Hair fall is not a hair problem. It's a nutrition problem.
7 nutrients your hair is desperately waiting for.
1. Biotin = Hair Growth Booster
Improves keratin production and hair thickness.
Missing this = thin, slow-growing hair.
Eat : Eggs, Almonds, Walnuts, Sweet Potato, Banana, Peanuts
2. Protein = Hair Structure
Builds keratin and prevents weak, brittle hair.
Missing this = hair that snaps and breaks daily.

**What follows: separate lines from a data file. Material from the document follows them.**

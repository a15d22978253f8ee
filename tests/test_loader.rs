use quarry::executor::{ExecutionEngine, LogicalPlan, OrderByItem};
use quarry::expr::{col, lit};
use quarry::storage::loader;
use quarry::{Error, Value};
use std::io::Write;
use std::sync::Arc;
use tempfile::NamedTempFile;

const SHOP: &str = r#"{
    "tables": [
        {
            "name": "customers",
            "columns": [
                { "name": "customer_id", "type": "integer", "primary_key": true },
                { "name": "name", "type": "text", "nullable": false }
            ],
            "rows": [[7, "Ann"], [9, "Bo"]]
        },
        {
            "name": "orders",
            "columns": [
                { "name": "order_id", "type": "integer", "primary_key": true },
                { "name": "customer_id", "type": "integer" },
                { "name": "placed_at", "type": "timestamp" },
                { "name": "total", "type": "decimal" }
            ],
            "foreign_keys": [
                { "column": "customer_id", "references": { "table": "customers", "column": "customer_id" } }
            ],
            "rows": [
                [1, 7, "2024-03-01 08:00:00", "19.90"],
                [2, 8, "2024-03-02 09:30:00", 5],
                [3, 9, "2024-03-02 10:00:00", null]
            ]
        }
    ]
}"#;

fn write_temp(contents: &str) -> NamedTempFile {
    let mut file = NamedTempFile::new().unwrap();
    file.write_all(contents.as_bytes()).unwrap();
    file
}

#[test]
fn test_load_from_file_and_query() {
    let file = write_temp(SHOP);
    let store = loader::load_from_path(file.path()).unwrap();
    assert_eq!(store.table_names(), vec!["customers", "orders"]);
    assert!(store.is_foreign_key_join("orders", "customer_id", "customers", "customer_id"));

    let engine = ExecutionEngine::new(Arc::new(store));
    let plan = LogicalPlan::scan("orders")
        .filter(col("total").gt(lit(1)))
        .select(vec![col("order_id"), col("total")])
        .sort(vec![OrderByItem::asc(col("total"))]);
    let result = engine.execute(&plan).unwrap();
    assert_eq!(
        result.column_values("order_id").unwrap(),
        vec![&Value::Integer(2), &Value::Integer(1)]
    );
}

#[test]
fn test_missing_file() {
    let dir = tempfile::tempdir().unwrap();
    let result = loader::load_from_path(dir.path().join("absent.json"));
    assert!(matches!(result, Err(Error::IoError(_))));
}

#[test]
fn test_malformed_json() {
    let file = write_temp(r#"{ "tables": [ { "name": "t" } ] }"#);
    assert!(matches!(loader::load_from_path(file.path()), Err(Error::Json(_))));
}

#[test]
fn test_invalid_rows_rejected() {
    let bad_timestamp = SHOP.replace("2024-03-01 08:00:00", "yesterday");
    assert!(matches!(
        loader::load_from_str(&bad_timestamp),
        Err(Error::InvalidLiteral { .. })
    ));

    let duplicate_key = SHOP.replace("[9, \"Bo\"]", "[7, \"Bo\"]");
    assert!(matches!(
        loader::load_from_str(&duplicate_key),
        Err(Error::PrimaryKeyViolation(_))
    ));

    let null_name = SHOP.replace("[9, \"Bo\"]", "[9, null]");
    assert!(matches!(
        loader::load_from_str(&null_name),
        Err(Error::NullNotAllowed(_))
    ));
}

Eat: Eggs, Paneer, Lentils, Soybeans, Chickpeas, Peanuts
3. Zinc = Strengthens Hair
Promotes repair and new growth.
Missing this = hair thinning from the roots.
Eat: Pumpkin Seeds, Chickpeas, Oysters, Seeds & Nuts, Beans
4. Vitamin D = Hair Loss Prevention
Maintains scalp health and hair growth cycle.
Missing this = excessive shedding every single day.
Eat: Eggs, Salmon, Mushrooms, Milk, Cheese, Orange Juice
5. Vitamin A = Hair Repair & Growth
Supports scalp oil balance and nourishes follicles.
Missing this = dry, itchy, flaky scalp.
Eat: Carrots, Sweet Potatoes, Spinach, Papaya, Eggs, Bell Peppers
6. Iron = Oxygen to Hair Roots
Without iron, hair roots starve and die.
Missing this = the 1 silent cause of hair fall.
Eat: Spinach, Lentils, Red Meat, Kidney Beans, Pumpkin Seeds
7. Omega-3 = Scalp Health
Reduces inflammation and feeds hair follicles.
Missing this = dry scalp, dull hair, excessive shedding.
Eat: Salmon, Walnuts, Flaxseeds, Chia Seeds, Sardines
You don't have a hair problem. You have a nutrition problem.
Fix the diet. Fix the hair. No expensive shampoo required.